▶ **What is required**: In the listing that follows, count each line where the word "UnexpectedResponse" appears; write nothing but the count.

━━ Records for the exercise

//! Client error types.

use reqwest::StatusCode;
use thiserror::Error;

use crate::session::SessionError;

/// Errors returned by the estore clients.
///
/// None of these are fatal to the session: a failed wishlist call never
/// changes what the [`SessionContext`](crate::SessionContext) holds.
#[derive(Debug, Error)]
pub enum ClientError {
    /// Input rejected locally or by the server (HTTP 400). Not worth retrying.
    #[error("validation error: {0}")]
    Validation(String),

    /// No valid session (HTTP 401).
    #[error("unauthorized: {0}")]
    Unauthorized(String),

    /// The session may not act on this resource (HTTP 403).
    #[error("forbidden: {0}")]
    Forbidden(String),

    /// The server reports the resource unknown (HTTP 404).
    #[error("not found: {0}")]
    NotFound(String),

    /// The resource already exists (HTTP 409).
    #[error("conflict: {0}")]
    Conflict(String),

    /// Too many requests (HTTP 429).
    #[error("rate limited: {0}")]
    RateLimited(String),

    /// The server failed to read or write its store (HTTP 5xx).
    #[error("storage error: {0}")]
    Storage(String),

    /// The request could not be completed (connection, timeout, bad body).
    #[error("network error: {0}")]
    Network(#[from] reqwest::Error),

    /// The server answered with a status the client does not understand.
    #[error("unexpected response {status}: {message}")]
    UnexpectedResponse {
        /// HTTP status code.
        status: u16,
        /// Message from the response body.
        message: String,
    },

    /// The local session store could not be written.
    #[error("session error: {0}")]
    Session(#[from] SessionError),
}

impl ClientError {
    /// Map a non-success HTTP status and its message to an error.
    #[must_use]
    pub fn from_status(status: StatusCode, message: String) -> Self {
        match status {
            StatusCode::BAD_REQUEST | StatusCode::UNPROCESSABLE_ENTITY => Self::Validation(message),
            StatusCode::UNAUTHORIZED => Self::Unauthorized(message),
            StatusCode::FORBIDDEN => Self::Forbidden(message),
            StatusCode::NOT_FOUND => Self::NotFound(message),
            StatusCode::CONFLICT => Self::Conflict(message),
            StatusCode::TOO_MANY_REQUESTS => Self::RateLimited(message),
            s if s.is_server_error() => Self::Storage(message),
            s => Self::UnexpectedResponse {
                status: s.as_u16(),
                message,
            },
        }
    }
}

#[cfg(test)]
mod tests {
    use super::*;

    #[test]
    fn test_status_mapping() {
        let map = |code: u16| {
            ClientError::from_status(StatusCode::from_u16(code).unwrap_or_default(), String::new())
        };

        assert!(matches!(map(400), ClientError::Validation(_)));
        assert!(matches!(map(401), ClientError::Unauthorized(_)));
        assert!(matches!(map(403), ClientError::Forbidden(_)));
        assert!(matches!(map(404), ClientError::NotFound(_)));
        assert!(matches!(map(409), ClientError::Conflict(_)));
        assert!(matches!(map(429), ClientError::RateLimited(_)));
        assert!(matches!(map(500), ClientError::Storage(_)));
        assert!(matches!(map(503), ClientError::Storage(_)));
        assert!(matches!(
            map(418),
            ClientError::UnexpectedResponse { status: 418, .. }
        ));
    }
}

━━━━

▶ **Output for this exercise**: 3